Demographic shift inspires c-store channel to develop new models that appeal to increasingly higher number of older customers.

May 12, 2015

TOKYO – Japan’s convenience stores are changing with the nation’s demographics, shedding their image as places for young shoppers keen on fast food, concert tickets and comic books, and increasingly catering to older clientele, according to a report in Japan Times.

As the country’s population ages and lifespans increase, Japan’s omnipresent convenience stores are revising their offerings to better suit the tastes and needs of seniors with products and services like home delivery, healthy bento boxed meals and in-store pharmacies. Some stores are even setting up elderly care support counters, complete with seating and even karaoke.

According to the news report, Japanese convenience giant Lawson recently opened its first outlet with a nursing care consultation desk and plans to launch at least one more in the next few months. The new outlet features managers and advisers available for consultation all day, every day of the week.
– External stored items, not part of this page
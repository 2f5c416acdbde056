//! Benchmarks for network building and basin location

use criterion::{black_box, criterion_group, criterion_main, BenchmarkId, Criterion};
use streamnet_segments::prelude::*;

/// Dendritic flow grid: every pixel drains S, SW or SE by a fixed hash
fn create_flow(size: usize) -> FlowGrid {
    let mut codes = Vec::with_capacity(size * size);
    for row in 0..size {
        for col in 0..size {
            let code: u8 = match (row * 7919 + col * 104_729 + row * col) % 5 {
                3 if col > 0 => 6,
                4 if col + 1 < size => 8,
                _ => 7,
            };
            codes.push(code);
        }
    }
    let mut raster = Raster::from_vec(codes, size, size).unwrap();
    raster.set_transform(GeoTransform::new(0.0, size as f64 * 10.0, 10.0, -10.0));
    FlowGrid::from_taudem(&raster).unwrap()
}

fn create_network(size: usize) -> Network {
    let flow = create_flow(size);
    let accumulation = Raster::from_array(catchment_sizes(&flow).mapv(|n| n as f64));
    let params = DelineationParams {
        min_accumulation: 50.0,
        ..Default::default()
    };
    let mask = delineation_mask(&accumulation, None, &params).unwrap();
    build_network(flow, &mask, &NetworkParams::default()).unwrap()
}

fn bench_build_network(c: &mut Criterion) {
    let mut group = c.benchmark_group("segments/build_network");
    for size in [256, 512, 1024] {
        let flow = create_flow(size);
        let accumulation = Raster::from_array(catchment_sizes(&flow).mapv(|n| n as f64));
        let params = DelineationParams {
            min_accumulation: 50.0,
            ..Default::default()
        };
        let mask = delineation_mask(&accumulation, None, &params).unwrap();
        group.bench_with_input(BenchmarkId::from_parameter(size), &size, |b, _| {
            b.iter(|| build_network(black_box(flow.clone()), &mask, &NetworkParams::default()).unwrap())
        });
    }
    group.finish();
}

fn bench_locate_basins(c: &mut Criterion) {
    let mut group = c.benchmark_group("segments/locate_basins");
    for size in [256, 512, 1024] {
        let network = create_network(size);
        group.bench_with_input(BenchmarkId::new("sequential", size), &size, |b, _| {
            b.iter(|| {
                let mut net = network.clone();
                net.locate_basins(ExecutionMode::Sequential).unwrap()
            })
        });
        group.bench_with_input(BenchmarkId::new("parallel", size), &size, |b, _| {
            b.iter(|| {
                let mut net = network.clone();
                net.locate_basins(ExecutionMode::Parallel { threads: 4 }).unwrap()
            })
        });
    }
    group.finish();
}

criterion_group!(benches, bench_build_network, bench_locate_basins);
criterion_main!(benches);
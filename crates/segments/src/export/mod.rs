//! Vector export
//!
//! Turns segments, terminal basins and outlets into [`Feature`]s carrying
//! typed attributes. Reprojection and basin polygonization are delegated
//! to caller-supplied hooks; [`PixelOutline`] is the default polygonizer.
//! [`geojson`] serializes the result.

pub mod geojson;

use geo_types::{Coord, Geometry, LineString, MultiPolygon, Point, Polygon};
use streamnet_core::vector::{AttributeValue, Feature, FeatureCollection};
use streamnet_core::{Error, GeoTransform, Result};
use tracing::debug;

use crate::network::{Catchment, Network, SegmentId};

/// What each exported feature represents
#[derive(Debug, Clone, Copy, PartialEq, Eq)]
pub enum ExportKind {
    /// One LineString per segment
    Segments,
    /// One polygon per terminal outlet basin
    Basins,
    /// One Point per terminal outlet
    Outlets,
    /// One Point per segment outlet
    SegmentOutlets,
}

impl ExportKind {
    fn per_terminal(self) -> bool {
        matches!(self, ExportKind::Basins | ExportKind::Outlets)
    }
}

/// A typed property column
#[derive(Debug, Clone, PartialEq)]
pub enum Column {
    Float(Vec<f64>),
    Int(Vec<i64>),
    Bool(Vec<bool>),
    Text(Vec<String>),
}

impl Column {
    pub fn len(&self) -> usize {
        match self {
            Column::Float(values) => values.len(),
            Column::Int(values) => values.len(),
            Column::Bool(values) => values.len(),
            Column::Text(values) => values.len(),
        }
    }

    pub fn is_empty(&self) -> bool {
        self.len() == 0
    }

    fn value(&self, row: usize) -> AttributeValue {
        match self {
            Column::Float(values) => AttributeValue::Float(values[row]),
            Column::Int(values) => AttributeValue::Int(values[row]),
            Column::Bool(values) => AttributeValue::Bool(values[row]),
            Column::Text(values) => AttributeValue::String(values[row].clone()),
        }
    }
}

impl From<Vec<f64>> for Column {
    fn from(values: Vec<f64>) -> Self {
        Column::Float(values)
    }
}

impl From<Vec<i64>> for Column {
    fn from(values: Vec<i64>) -> Self {
        Column::Int(values)
    }
}

/// Counts above `i64::MAX` saturate
impl From<Vec<u64>> for Column {
    fn from(values: Vec<u64>) -> Self {
        Column::Int(
            values
                .into_iter()
                .map(|v| i64::try_from(v).unwrap_or(i64::MAX))
                .collect(),
        )
    }
}

impl From<Vec<bool>> for Column {
    fn from(values: Vec<bool>) -> Self {
        Column::Bool(values)
    }
}

impl From<Vec<String>> for Column {
    fn from(values: Vec<String>) -> Self {
        Column::Text(values)
    }
}

/// Named property columns, in insertion order.
///
/// Rows are either one per live segment (ID order) or, for basin and
/// outlet exports, one per terminal segment.
#[derive(Debug, Clone, Default, PartialEq)]
pub struct PropertyTable {
    columns: Vec<(String, Column)>,
}

impl PropertyTable {
    pub fn new() -> Self {
        Self::default()
    }

    /// Builder-style [`PropertyTable::insert`]
    pub fn with(mut self, name: impl Into<String>, column: impl Into<Column>) -> Self {
        self.insert(name, column);
        self
    }

    /// Add a column, replacing any column of the same name
    pub fn insert(&mut self, name: impl Into<String>, column: impl Into<Column>) {
        let name = name.into();
        let column = column.into();
        match self.columns.iter_mut().find(|(existing, _)| *existing == name) {
            Some(slot) => slot.1 = column,
            None => self.columns.push((name, column)),
        }
    }

    pub fn get(&self, name: &str) -> Option<&Column> {
        self.columns
            .iter()
            .find(|(existing, _)| existing == name)
            .map(|(_, column)| column)
    }

    /// Number of columns
    pub fn len(&self) -> usize {
        self.columns.len()
    }

    pub fn is_empty(&self) -> bool {
        self.columns.is_empty()
    }

    pub fn columns(&self) -> impl Iterator<Item = (&str, &Column)> {
        self.columns.iter().map(|(name, column)| (name.as_str(), column))
    }
}

/// Reprojection of exported geometries from the flow grid's CRS
pub trait Reproject {
    fn reproject(&self, geometry: Geometry<f64>) -> Result<Geometry<f64>>;
}

/// Conversion of a catchment into a polygonal geometry
pub trait Polygonize {
    fn polygonize(&self, catchment: &Catchment, transform: &GeoTransform) -> Result<Geometry<f64>>;
}

/// Polygonizes a catchment as one rectangle per horizontal run of pixels
#[derive(Debug, Clone, Copy, Default)]
pub struct PixelOutline;

impl Polygonize for PixelOutline {
    fn polygonize(&self, catchment: &Catchment, transform: &GeoTransform) -> Result<Geometry<f64>> {
        let mut polygons = Vec::new();
        let mut pixels = catchment.coords().peekable();
        while let Some((row, start)) = pixels.next() {
            let mut end = start;
            while let Some(&(r, c)) = pixels.peek() {
                if r != row || c != end + 1 {
                    break;
                }
                end = c;
                pixels.next();
            }
            let corners = [
                transform.pixel_corner(row, start),
                transform.pixel_corner(row, end + 1),
                transform.pixel_corner(row + 1, end + 1),
                transform.pixel_corner(row + 1, start),
                transform.pixel_corner(row, start),
            ];
            let ring: LineString<f64> = corners.iter().map(|&(x, y)| Coord { x, y }).collect();
            polygons.push(Polygon::new(ring, Vec::new()));
        }
        Ok(Geometry::MultiPolygon(MultiPolygon(polygons)))
    }
}

/// Hooks used by [`Network::features`]
#[derive(Clone, Copy, Default)]
pub struct ExportOptions<'a> {
    /// Applied to every geometry when set
    pub reproject: Option<&'a dyn Reproject>,
    /// Basin polygonizer. Default: [`PixelOutline`]
    pub polygonize: Option<&'a dyn Polygonize>,
}

impl Network {
    /// Build features of the given kind with `properties` attached.
    ///
    /// Every feature's ID is its segment ID. Segment features also carry
    /// `child_id` and `parent_ids`. For basins and outlets the table may
    /// hold one row per terminal or one row per segment, in which case
    /// the terminal rows are used.
    pub fn features(
        &self,
        kind: ExportKind,
        properties: &PropertyTable,
        options: &ExportOptions<'_>,
    ) -> Result<FeatureCollection> {
        let ids = if kind.per_terminal() {
            self.terminal_ids()
        } else {
            self.ids()
        };
        let rows = self.property_rows(kind, &ids, properties)?;

        let transform = *self.flow().transform();
        let center = |(row, col): (usize, usize)| {
            let (x, y) = transform.pixel_center(row, col);
            Coord { x, y }
        };
        let outline = PixelOutline;
        let polygonize = options.polygonize.unwrap_or(&outline);

        let mut collection = FeatureCollection::new();
        for (&id, &row) in ids.iter().zip(&rows) {
            let segment = self.segment(id)?;
            let geometry = match kind {
                ExportKind::Segments => {
                    let mut coords: Vec<Coord<f64>> = segment.coordinates().map(center).collect();
                    if coords.len() == 1 {
                        coords.push(coords[0]);
                    }
                    Geometry::LineString(LineString(coords))
                }
                ExportKind::Basins => {
                    let basin = self.basin(id)?;
                    polygonize.polygonize(&basin, &transform)?
                }
                ExportKind::Outlets | ExportKind::SegmentOutlets => {
                    Geometry::Point(Point(center(segment.outlet())))
                }
            };
            let geometry = match options.reproject {
                Some(reproject) => reproject.reproject(geometry)?,
                None => geometry,
            };

            let mut feature = Feature::new(geometry).with_id(i64::from(id.0));
            if kind == ExportKind::Segments {
                feature.set_property("child_id", self.child_attribute(id)?);
                feature.set_property("parent_ids", self.parents_attribute(id)?);
            }
            for (name, column) in properties.columns() {
                feature.set_property(name, column.value(row));
            }
            collection.push(feature);
        }

        debug!(?kind, features = collection.len(), "exported features");
        Ok(collection)
    }

    /// Table row for each exported ID
    fn property_rows(&self, kind: ExportKind, ids: &[SegmentId], properties: &PropertyTable) -> Result<Vec<usize>> {
        let segments = self.ids();
        let mut per_segment = false;
        for (name, column) in properties.columns() {
            if column.len() == ids.len() {
                continue;
            }
            if kind.per_terminal() && column.len() == segments.len() {
                per_segment = true;
                continue;
            }
            return Err(Error::PropertyLength {
                name: name.to_string(),
                expected: ids.len(),
                actual: column.len(),
            });
        }
        if !per_segment {
            return Ok((0..ids.len()).collect());
        }
        // Mixed tables are ambiguous; every column must be per segment
        if let Some((name, column)) = properties.columns().find(|(_, c)| c.len() != segments.len()) {
            return Err(Error::PropertyLength {
                name: name.to_string(),
                expected: segments.len(),
                actual: column.len(),
            });
        }
        Ok(ids
            .iter()
            .map(|id| segments.binary_search(id).unwrap_or_default())
            .collect())
    }

    fn child_attribute(&self, id: SegmentId) -> Result<AttributeValue> {
        Ok(match self.child(id)? {
            Some(child) => AttributeValue::from(child.0),
            None => AttributeValue::Null,
        })
    }

    fn parents_attribute(&self, id: SegmentId) -> Result<AttributeValue> {
        let parents: Vec<String> = self.parents(id)?.iter().map(ToString::to_string).collect();
        Ok(AttributeValue::String(parents.join(",")))
    }
}
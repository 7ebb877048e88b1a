//! Check operation - configuration validation.

use std::path::Path;

use table2struct_mapping::{Config, MappingStore};

use crate::{reports::CheckReport, schema};

/// Validate everything a generation run needs short of connecting.
///
/// Mapping syntax errors are reported earlier, while loading the store.
pub fn check(config: &Config, config_path: Option<&Path>, store: &MappingStore) -> CheckReport {
    let mut errors = Vec::new();

    let target = match schema::connection_url(&config.database) {
        Ok(url) => Some(schema::redact(&url)),
        Err(e) => {
            errors.push(e.to_string());
            None
        }
    };

    let generate = &config.generate;
    if generate.package.trim().is_empty() {
        errors.push("package name is empty".to_string());
    }
    for (scope, name, entry) in store.entries() {
        tracing::debug!(scope, name, ?entry, "mapping");
    }
    if generate.tags.is_empty() {
        tracing::info!("no tags configured, fields will be untagged");
    }

    CheckReport {
        config_path: config_path.map(Path::to_path_buf),
        target,
        package: generate.package.clone(),
        tags: generate.tags.iter().map(ToString::to_string).collect(),
        tables: generate.tables.clone(),
        mappings: store
            .scopes()
            .map(|(scope, entries)| (scope.to_string(), entries.len()))
            .collect(),
        errors,
    }
}
//! Rendering [`TableDescriptor`]s as Go source.

use table2struct_core::{FieldDescriptor, OutputFile, TableDescriptor};
use table2struct_mapping::Tag;

use crate::{CodeBuilder, EmitOptions, ImportCollector};

/// Renders one Go file per table.
///
/// The output is valid Go but column alignment is left to `gofmt`.
#[derive(Debug, Clone, Copy)]
pub struct Emitter<'a> {
    options: &'a EmitOptions,
}

impl<'a> Emitter<'a> {
    pub fn new(options: &'a EmitOptions) -> Self {
        Self { options }
    }

    /// Render `table` and name the file after its display name.
    pub fn emit(&self, table: &TableDescriptor) -> OutputFile {
        OutputFile::new(table.file_name(), self.render(table))
    }

    pub fn render(&self, table: &TableDescriptor) -> String {
        let imports = Self::imports(table);
        let doc = if table.comment.trim().is_empty() {
            &table.name
        } else {
            &table.comment
        };

        CodeBuilder::go()
            .line(&format!("package {}", self.options.package))
            .blank()
            .when(!imports.is_empty(), |b| {
                imports
                    .render()
                    .lines()
                    .fold(b, |b, line| b.line(line))
                    .blank()
            })
            .comment(&format!("{} {}", table.identifier, single_line(doc)))
            .block_with_close(&format!("type {} struct {{", table.identifier), "}", |b| {
                b.each(&table.fields, |b, field| b.line(&self.field_line(field)))
            })
            .blank()
            .comment(&format!("TableName {}", table.name))
            .block_with_close(
                &format!("func (t *{}) TableName() string {{", table.identifier),
                "}",
                |b| b.line(&format!("return \"{}\"", table.name)),
            )
            .build()
    }

    fn imports(table: &TableDescriptor) -> ImportCollector {
        let mut imports = ImportCollector::new();
        if table.has_time {
            imports.add("time");
        }
        for family in table.wrapper_families() {
            imports.add(family.import_path());
        }
        imports
    }

    fn field_line(&self, field: &FieldDescriptor) -> String {
        let mut line = format!("{} {}", field.identifier, field.target_type);

        let tags = self
            .options
            .tags
            .iter()
            .map(|tag| render_tag(*tag, field))
            .collect::<Vec<_>>();
        if !tags.is_empty() {
            line.push_str(&format!(" `{}`", tags.join(" ")));
        }

        let comment = single_line(&field.comment);
        if !comment.is_empty() {
            line.push_str(" // ");
            line.push_str(&comment);
        }

        line
    }
}

fn render_tag(tag: Tag, field: &FieldDescriptor) -> String {
    let column = &field.name;
    match tag {
        Tag::Json => format!("json:\"{column}\""),
        Tag::Db => format!("db:\"{column}\""),
        Tag::Gorm => {
            let mut parts = vec![format!("column:{column}")];
            if !field.raw_type.is_empty() {
                parts.push(format!("type:{}", field.raw_type));
            }
            if field.primary_key {
                parts.push("primaryKey".to_string());
            }
            if field.auto_increment {
                parts.push("autoIncrement".to_string());
            }
            format!("gorm:\"{}\"", parts.join(";"))
        }
        Tag::Xorm => {
            let mut parts = vec![format!("'{column}'")];
            if field.primary_key {
                parts.push("pk".to_string());
            }
            if field.auto_increment {
                parts.push("autoincr".to_string());
            }
            format!("xorm:\"{}\"", parts.join(" "))
        }
    }
}

/// Collapse line breaks so a comment stays on one line.
fn single_line(text: &str) -> String {
    text.split_whitespace().collect::<Vec<_>>().join(" ")
}
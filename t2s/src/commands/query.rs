use std::path::PathBuf;

use clap::Args;
use eyre::Result;
use table2struct_codegen::Settings;

use super::{ResolutionArgs, UnwrapOrExit, load_config, load_mappings};
use crate::{
    ops::{self, QueryRequest},
    reports::{Report, TerminalOutput},
};

#[derive(Args, Debug)]
pub struct QueryCommand {
    /// Column or table name to convert
    pub name: String,

    /// Table whose mappings apply (defaults to global mappings only)
    #[arg(short, long)]
    pub table: Option<String>,

    /// SQL column type to resolve as well, e.g. 'int(10) unsigned'
    #[arg(long = "type", value_name = "SQLTYPE")]
    pub sql_type: Option<String>,

    /// Treat the column as nullable
    #[arg(long)]
    pub null: bool,

    /// Path to the config file (defaults to ./table2struct.toml when present)
    #[arg(short, long)]
    pub config: Option<PathBuf>,

    #[command(flatten)]
    pub resolution: ResolutionArgs,
}

impl QueryCommand {
    pub fn run(&self) -> Result<()> {
        let (mut config, _) = load_config(self.config.as_deref());
        self.resolution.apply(&mut config.generate);

        let store = load_mappings(&config.generate);
        let settings = Settings::from(&config.generate);

        let report = ops::query(
            &QueryRequest {
                name: &self.name,
                table: self.table.as_deref(),
                sql_type: self.sql_type.as_deref(),
                nullable: self.null,
            },
            &settings,
            &store,
        )
        .unwrap_or_exit();

        report.render(&mut TerminalOutput::new());
        Ok(())
    }
}
//! MySQL introspection through `information_schema`.

use eyre::{Context, Result, bail, eyre};
use mysql_async::{Conn, Opts, prelude::Queryable};
use table2struct_core::ColumnDescriptor;
use table2struct_mapping::DatabaseConfig;
use tokio::runtime::Runtime;
use url::Url;

use super::{RawTable, SchemaSource};

const TABLES_QUERY: &str = "SELECT TABLE_NAME FROM information_schema.TABLES \
     WHERE TABLE_SCHEMA = ? AND TABLE_TYPE = 'BASE TABLE' \
     ORDER BY TABLE_NAME";

const TABLE_COMMENT_QUERY: &str = "SELECT TABLE_COMMENT FROM information_schema.TABLES \
     WHERE TABLE_SCHEMA = ? AND TABLE_NAME = ?";

const COLUMNS_QUERY: &str = "SELECT COLUMN_NAME, COLUMN_TYPE, IS_NULLABLE, COLUMN_KEY, \
     COLUMN_DEFAULT, EXTRA, COLUMN_COMMENT \
     FROM information_schema.COLUMNS \
     WHERE TABLE_SCHEMA = ? AND TABLE_NAME = ? \
     ORDER BY ORDINAL_POSITION";

type ColumnRow = (String, String, String, String, Option<String>, String, String);

/// Build and validate the connection URL.
///
/// An explicit `url` wins; otherwise the URL is assembled from the host,
/// port, user, password and database name.
pub fn connection_url(config: &DatabaseConfig) -> Result<Url> {
    let url = match &config.url {
        Some(raw) => Url::parse(raw).wrap_err("invalid connection URL")?,
        None => {
            let Some(name) = config.name.as_deref().filter(|n| !n.is_empty()) else {
                bail!("no database name given; pass --database or set [database].name");
            };
            let mut url = Url::parse(&format!("mysql://{}", config.host))
                .wrap_err_with(|| format!("invalid database host '{}'", config.host))?;
            url.set_port(Some(config.port))
                .map_err(|_| eyre!("cannot set port on '{}'", config.host))?;
            url.set_username(&config.user)
                .map_err(|_| eyre!("cannot set user on '{}'", config.host))?;
            url.set_password(Some(&config.password))
                .map_err(|_| eyre!("cannot set password on '{}'", config.host))?;
            url.set_path(name);
            url
        }
    };

    if url.scheme() != "mysql" {
        bail!(
            "connection url does not have a `mysql` scheme; url={}",
            redact(&url)
        );
    }
    if url.host_str().is_none_or(str::is_empty) {
        bail!("missing host in connection URL; url={}", redact(&url));
    }
    if database_name(&url).is_none() {
        bail!(
            "no database specified - missing path in connection URL; url={}",
            redact(&url)
        );
    }

    Ok(url)
}

/// Schema name from the URL path, percent-decoded the way the driver reads it.
pub fn database_name(url: &Url) -> Option<String> {
    let opts = Opts::from_url(url.as_str()).ok()?;
    opts.db_name()
        .filter(|name| !name.is_empty())
        .map(str::to_string)
}

/// The URL without its password, for display.
pub fn redact(url: &Url) -> String {
    let mut url = url.clone();
    if url.password().is_some() {
        let _ = url.set_password(Some("***"));
    }
    url.to_string()
}

fn column_from_row(row: ColumnRow) -> ColumnDescriptor {
    let (name, sql_type, is_nullable, key, default, extra, comment) = row;
    ColumnDescriptor {
        name,
        sql_type,
        nullable: is_nullable.eq_ignore_ascii_case("YES"),
        primary_key: key.eq_ignore_ascii_case("PRI"),
        auto_increment: extra.to_lowercase().contains("auto_increment"),
        default,
        comment,
    }
}

/// A blocking MySQL connection driven by a current-thread runtime.
pub struct MySqlSource {
    runtime: Runtime,
    conn: Conn,
    database: String,
}

impl MySqlSource {
    pub fn connect(url: &Url) -> Result<Self> {
        let opts = Opts::from_url(url.as_str()).wrap_err("invalid MySQL options")?;
        let database = opts
            .db_name()
            .filter(|name| !name.is_empty())
            .ok_or_else(|| eyre!("no database in connection URL"))?
            .to_string();

        let runtime = tokio::runtime::Builder::new_current_thread()
            .enable_all()
            .build()
            .wrap_err("failed to start async runtime")?;

        tracing::info!(url = %redact(url), "connecting");
        let conn = runtime
            .block_on(Conn::new(opts))
            .wrap_err_with(|| format!("failed to connect to {}", redact(url)))?;

        Ok(Self {
            runtime,
            conn,
            database,
        })
    }

    /// Close the connection.
    pub fn close(self) -> Result<()> {
        self.runtime
            .block_on(self.conn.disconnect())
            .wrap_err("failed to close connection")
    }
}

impl SchemaSource for MySqlSource {
    fn database(&self) -> &str {
        &self.database
    }

    fn table_names(&mut self) -> Result<Vec<String>> {
        let names: Vec<String> = self
            .runtime
            .block_on(self.conn.exec(TABLES_QUERY, (self.database.clone(),)))
            .wrap_err_with(|| format!("failed to list tables of '{}'", self.database))?;
        tracing::debug!(database = %self.database, count = names.len(), "listed tables");
        Ok(names)
    }

    fn table(&mut self, name: &str) -> Result<RawTable> {
        let params = (self.database.clone(), name.to_string());

        let rows: Vec<ColumnRow> = self
            .runtime
            .block_on(self.conn.exec(COLUMNS_QUERY, params.clone()))
            .wrap_err_with(|| format!("failed to read columns of '{name}'"))?;
        if rows.is_empty() {
            bail!("table not found: '{}.{}'", self.database, name);
        }

        let comment: Option<String> = self
            .runtime
            .block_on(self.conn.exec_first(TABLE_COMMENT_QUERY, params))
            .wrap_err_with(|| format!("failed to read comment of '{name}'"))?;

        tracing::debug!(table = name, columns = rows.len(), "read table");
        Ok(RawTable {
            name: name.to_string(),
            comment: comment.unwrap_or_default(),
            columns: rows.into_iter().map(column_from_row).collect(),
        })
    }
}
The move to cater to this new demographic comes as the country experiences an overall aging of its population. Japan Times cites recent statistics from Seven & i Holdings Co. showing that customers 50 or older, who represented only 9% of all customers in 1989, rose to 30% in 2013. In that same period, people aged 29 and younger accounted for 63% of daily customers at 7-Eleven stores, declining to about 29% in 2013.

Convenience stores specifically targeting the elderly are changing the image of the sector as a testing ground for marketing to teenagers. And while the Lawson outlet may be an extreme example and experimental in nature, others in the industry, while not going that far, have quietly shifted their marketing tack in recent years to focus further on seniors.

Operators are increasingly changing their food lineups to appeal to older shoppers. They seek, for example, quality, safe products, including higher-end foodstuffs, rather than the cheap, filling bento meals preferred by young shoppers.

A notable change is their bento and other ready-to eat foods offered under their respective house brands, where the companies are competing with each other to offer healthy ingredients and those that are either locally sourced or from a renowned region.

Masayuki Kubota, chief strategist at Rakuten Securities Economic Research Institute, told Japan Times that the main focus of convenience stores is not the elderly per se, but the overall shift from young to older shoppers, which is reflected in the food offer. “Until maybe a decade ago, the image of convenience stores was of a place where young people away from home could pick up food of their preference, like fast food restaurants,” Kubota told the news source. “At that point, strategies targeting males in their 20s was important. … But now female customers in their 40s and 50s are increasing.”

FamilyMart, for instance, acquired Senior Life Create Co. and launched a home delivery service in December 2012, taking advantage of the latter’s Takuhai Cook 123 bento meal delivery for aged residents.

FamilyMart is also experimenting with over 30 combination outlets that share space with drug stores through a tie-up with Saitama Prefecture-based Drug Ace and Osaka’s Higuchi Yakkyoku drug store chains.